Top of Entries provided

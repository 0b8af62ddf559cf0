//! Shared types for the upstream bridge.
//!
//! Outbound wire envelopes, inbound response frames, and the local tool call.

use serde::{Deserialize, Serialize};
use serde_json::{Map, Value};

/// An upstream payload as received. Its shape is upstream-defined.
pub type RawPayload = Value;

// ─── Local call ──────────────────────────────────────────────────────────────

/// One tool invocation: a name plus a JSON argument object.
#[derive(Debug, Clone, PartialEq)]
pub struct ToolCall {
    pub name: String,
    pub arguments: Value,
}

impl ToolCall {
    pub fn new(name: impl Into<String>, arguments: Value) -> Self {
        Self {
            name: name.into(),
            arguments,
        }
    }
}

// ─── Outbound envelope ───────────────────────────────────────────────────────

/// Envelope discriminator written as `"type": "message"`.
const MESSAGE_KIND: &str = "message";

/// Outbound wire envelope.
///
/// ```json
/// {"type": "message", "id": 7, "body": {"type": "callTool", "name": "...", "arguments": {...}}}
/// ```
///
/// `id` is only present when the transport needs explicit correlation.
#[derive(Debug, Clone, PartialEq, Serialize)]
pub struct WireRequest {
    #[serde(rename = "type")]
    kind: &'static str,
    #[serde(skip_serializing_if = "Option::is_none")]
    pub id: Option<u64>,
    pub body: WireBody,
}

/// The request carried by a [`WireRequest`].
#[derive(Debug, Clone, PartialEq, Serialize)]
#[serde(tag = "type", rename_all = "camelCase")]
pub enum WireBody {
    /// Capability exchange sent once per connection.
    Initialize {
        #[serde(rename = "clientInfo")]
        client_info: ClientInfo,
    },
    /// A forwarded tool invocation.
    CallTool {
        name: String,
        arguments: Map<String, Value>,
    },
}

/// Identifies the bridge during the handshake.
#[derive(Debug, Clone, PartialEq, Serialize)]
pub struct ClientInfo {
    pub name: String,
    pub version: String,
}

impl WireRequest {
    pub fn call_tool(name: &str, arguments: Map<String, Value>) -> Self {
        Self {
            kind: MESSAGE_KIND,
            id: None,
            body: WireBody::CallTool {
                name: name.to_string(),
                arguments,
            },
        }
    }

    pub fn initialize() -> Self {
        Self {
            kind: MESSAGE_KIND,
            id: None,
            body: WireBody::Initialize {
                client_info: ClientInfo {
                    name: env!("CARGO_PKG_NAME").to_string(),
                    version: env!("CARGO_PKG_VERSION").to_string(),
                },
            },
        }
    }

    /// Attach a correlation id.
    pub fn with_id(mut self, id: u64) -> Self {
        self.id = Some(id);
        self
    }

    /// The upstream tool this envelope invokes (`"initialize"` for the handshake).
    pub fn tool_name(&self) -> &str {
        match &self.body {
            WireBody::Initialize { .. } => "initialize",
            WireBody::CallTool { name, .. } => name,
        }
    }

    /// Tool arguments, if this is a `callTool` envelope.
    pub fn arguments(&self) -> Option<&Map<String, Value>> {
        match &self.body {
            WireBody::CallTool { arguments, .. } => Some(arguments),
            WireBody::Initialize { .. } => None,
        }
    }
}

// ─── Inbound frames ──────────────────────────────────────────────────────────

/// A correlated response as sent by a streaming upstream.
#[derive(Debug, Clone, Deserialize)]
pub struct InboundMessage {
    pub id: u64,
    #[serde(default)]
    pub result: Option<Value>,
    #[serde(default)]
    pub error: Option<InboundError>,
}

/// Error object inside an [`InboundMessage`].
#[derive(Debug, Clone, Deserialize)]
pub struct InboundError {
    #[serde(default)]
    pub code: Option<i64>,
    pub message: String,
}

/// How one upstream exchange ended.
#[derive(Debug, Clone, PartialEq)]
pub enum Outcome {
    /// A usable payload.
    Payload(RawPayload),
    /// The upstream reported a tool-level failure.
    Failure(String),
    /// The response could not be decoded.
    Malformed(String),
}

impl Outcome {
    /// Classify a successful response body.
    ///
    /// Tool results flagged with `"isError": true` are failures even though
    /// they arrived on the success path; their text content is the message.
    pub fn from_result(value: RawPayload) -> Self {
        let flagged = value
            .get("isError")
            .and_then(Value::as_bool)
            .unwrap_or(false);
        if !flagged {
            return Outcome::Payload(value);
        }

        let fragments = crate::normalize::text_fragments(&value);
        if fragments.is_empty() {
            Outcome::Failure("upstream reported an error without detail".into())
        } else {
            Outcome::Failure(fragments.join("\n"))
        }
    }
}

/// A response routed back to the correlator.
#[derive(Debug, Clone, PartialEq)]
pub struct InboundFrame {
    pub id: u64,
    pub outcome: Outcome,
}

impl From<InboundMessage> for InboundFrame {
    fn from(msg: InboundMessage) -> Self {
        let outcome = match (msg.error, msg.result) {
            (Some(err), _) => match err.code {
                Some(code) => Outcome::Failure(format!("[{code}] {}", err.message)),
                None => Outcome::Failure(err.message),
            },
            (None, Some(result)) => Outcome::from_result(result),
            (None, None) => Outcome::Malformed("response missing both result and error".into()),
        };
        Self {
            id: msg.id,
            outcome,
        }
    }
}

// ─── Tests ───────────────────────────────────────────────────────────────────

#[cfg(test)]
mod tests {
    use super::*;
    use serde_json::json;

    #[test]
    fn test_call_tool_envelope_shape() {
        let mut args = Map::new();
        args.insert("query".into(), json!("capital of France"));
        let req = WireRequest::call_tool("search_engine", args);
        let value = serde_json::to_value(&req).unwrap();
        assert_eq!(
            value,
            json!({
                "type": "message",
                "body": {
                    "type": "callTool",
                    "name": "search_engine",
                    "arguments": {"query": "capital of France"}
                }
            })
        );
    }

    #[test]
    fn test_id_only_serialized_when_attached() {
        let req = WireRequest::call_tool("ping", Map::new()).with_id(9);
        let json = serde_json::to_string(&req).unwrap();
        assert!(json.contains("\"id\":9"));
        assert_eq!(req.tool_name(), "ping");
    }

    #[test]
    fn test_initialize_envelope() {
        let req = WireRequest::initialize();
        let value = serde_json::to_value(&req).unwrap();
        assert_eq!(value["body"]["type"], "initialize");
        assert_eq!(value["body"]["clientInfo"]["name"], "brightbridge");
        assert_eq!(req.tool_name(), "initialize");
        assert!(req.arguments().is_none());
    }

    #[test]
    fn test_inbound_result_frame() {
        let msg: InboundMessage =
            serde_json::from_str(r#"{"id": 3, "result": {"content": []}}"#).unwrap();
        let frame = InboundFrame::from(msg);
        assert_eq!(frame.id, 3);
        assert_eq!(frame.outcome, Outcome::Payload(json!({"content": []})));
    }

    #[test]
    fn test_inbound_error_frame() {
        let msg: InboundMessage = serde_json::from_str(
            r#"{"id": 4, "error": {"code": -32601, "message": "no such tool"}}"#,
        )
        .unwrap();
        let frame = InboundFrame::from(msg);
        assert_eq!(frame.outcome, Outcome::Failure("[-32601] no such tool".into()));
    }

    #[test]
    fn test_inbound_missing_both() {
        let msg: InboundMessage = serde_json::from_str(r#"{"id": 5}"#).unwrap();
        assert!(matches!(
            InboundFrame::from(msg).outcome,
            Outcome::Malformed(_)
        ));
    }

    #[test]
    fn test_is_error_payload_becomes_failure() {
        let outcome = Outcome::from_result(json!({
            "isError": true,
            "content": [{"type": "text", "text": "zone not found"}]
        }));
        assert_eq!(outcome, Outcome::Failure("zone not found".into()));
    }
}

Bottom of Entries provided

» What is being asked: Determine how many of the lines above hold the word "fragments", and output that number by itself.

» Task response: 3